TASK PROMPT →
Starting at the line that holds "(user or organization)." and stopping at the line that holds "Short repository name.", restate the records below word for word, with both of those lines included.

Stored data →
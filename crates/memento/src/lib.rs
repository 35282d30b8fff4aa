//! Memento - GitHub repository dashboard core.
//!
//! This library backs MementoAI's repository dashboard: it fetches every
//! repository visible to an authenticated GitHub identity, normalizes the
//! raw API payloads into a fixed record shape, and derives the filtered,
//! sorted, aggregated views the dashboard renders.
//!
//! # Example
//!
//! ```ignore
//! use memento::dashboard::{Dashboard, RepoQuery};
//! use memento::github::{GitHubClient, RepoLister};
//!
//! let client = GitHubClient::new(&token)?;
//! let mut dashboard = Dashboard::new(RepoQuery::default());
//!
//! dashboard.begin_refresh();
//! dashboard.finish_refresh(client.list_repositories().await);
//!
//! let stats = dashboard.stats();
//! let visible = dashboard.view();
//! ```

pub mod api;
pub mod dashboard;
pub mod github;
pub mod oauth;
pub mod record;
pub mod session;
pub mod theme;

pub use api::{ApiError, ApiState, router};
pub use dashboard::{Aggregates, Dashboard, ListOutcome, RepoQuery, SortKey};
pub use github::{GitHubClient, GitHubError, RepoLister, ViewerInfo};
pub use record::{RepoOwner, RepoRecord};
pub use session::{Session, SessionUser};
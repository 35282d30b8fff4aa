//! The normalized repository shape shared by the fetcher, the HTTP API,
//! and the dashboard.

use chrono::{DateTime, Utc};
use serde::{Deserialize, Serialize};

/// Owner of a repository (user or organization).
#[derive(Debug, Clone, PartialEq, Eq, Serialize, Deserialize)]
pub struct RepoOwner {
    /// Owner login (user or organization name).
    pub login: String,
    /// Avatar image URL.
    pub avatar_url: String,
}

/// A repository normalized down to the fields the dashboard consumes.
///
/// Constructed fresh on every fetch and replaced wholesale on refresh;
/// nothing is cached or persisted. Field names are the wire format of
/// `GET /api/github/repositories` and must stay as-is.
#[derive(Debug, Clone, PartialEq, Serialize, Deserialize)]
pub struct RepoRecord {
    /// Upstream numeric id, unique within a single fetch.
    pub id: u64,
    /// Short repository name.
    pub name: String,
    /// `{owner.login}/{name}`.
    pub full_name: String,
    /// Free-text description, absent for many repositories.
    pub description: Option<String>,
    /// Topic labels, empty when the source has none.
    #[serde(default)]
    pub topics: Vec<String>,
    pub owner: RepoOwner,
    pub private: bool,
    pub fork: bool,
    pub stargazers_count: u64,
    pub watchers_count: u64,
    pub open_issues_count: u64,
    /// Repository size in kilobytes.
    pub size: u64,
    /// Primary language label, absent for repositories without code.
    pub language: Option<String>,
    pub created_at: DateTime<Utc>,
    pub updated_at: DateTime<Utc>,
    pub html_url: String,
    pub clone_url: String,
    pub git_url: String,
    pub ssh_url: String,
    pub default_branch: String,
}

impl RepoRecord {
    /// Recompute the canonical `owner/name` form.
    #[inline]
    #[must_use]
    pub fn canonical_full_name(&self) -> String {
        format!("{}/{}", self.owner.login, self.name)
    }
}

TASK OUTPUT →
/// Owner of a repository (user or organization).
#[derive(Debug, Clone, PartialEq, Eq, Serialize, Deserialize)]
pub struct RepoOwner {
    /// Owner login (user or organization name).
    pub login: String,
    /// Avatar image URL.
    pub avatar_url: String,
}

/// A repository normalized down to the fields the dashboard consumes.
///
/// Constructed fresh on every fetch and replaced wholesale on refresh;
/// nothing is cached or persisted. Field names are the wire format of
/// `GET /api/github/repositories` and must stay as-is.
#[derive(Debug, Clone, PartialEq, Serialize, Deserialize)]
pub struct RepoRecord {
    /// Upstream numeric id, unique within a single fetch.
    pub id: u64,
    /// Short repository name.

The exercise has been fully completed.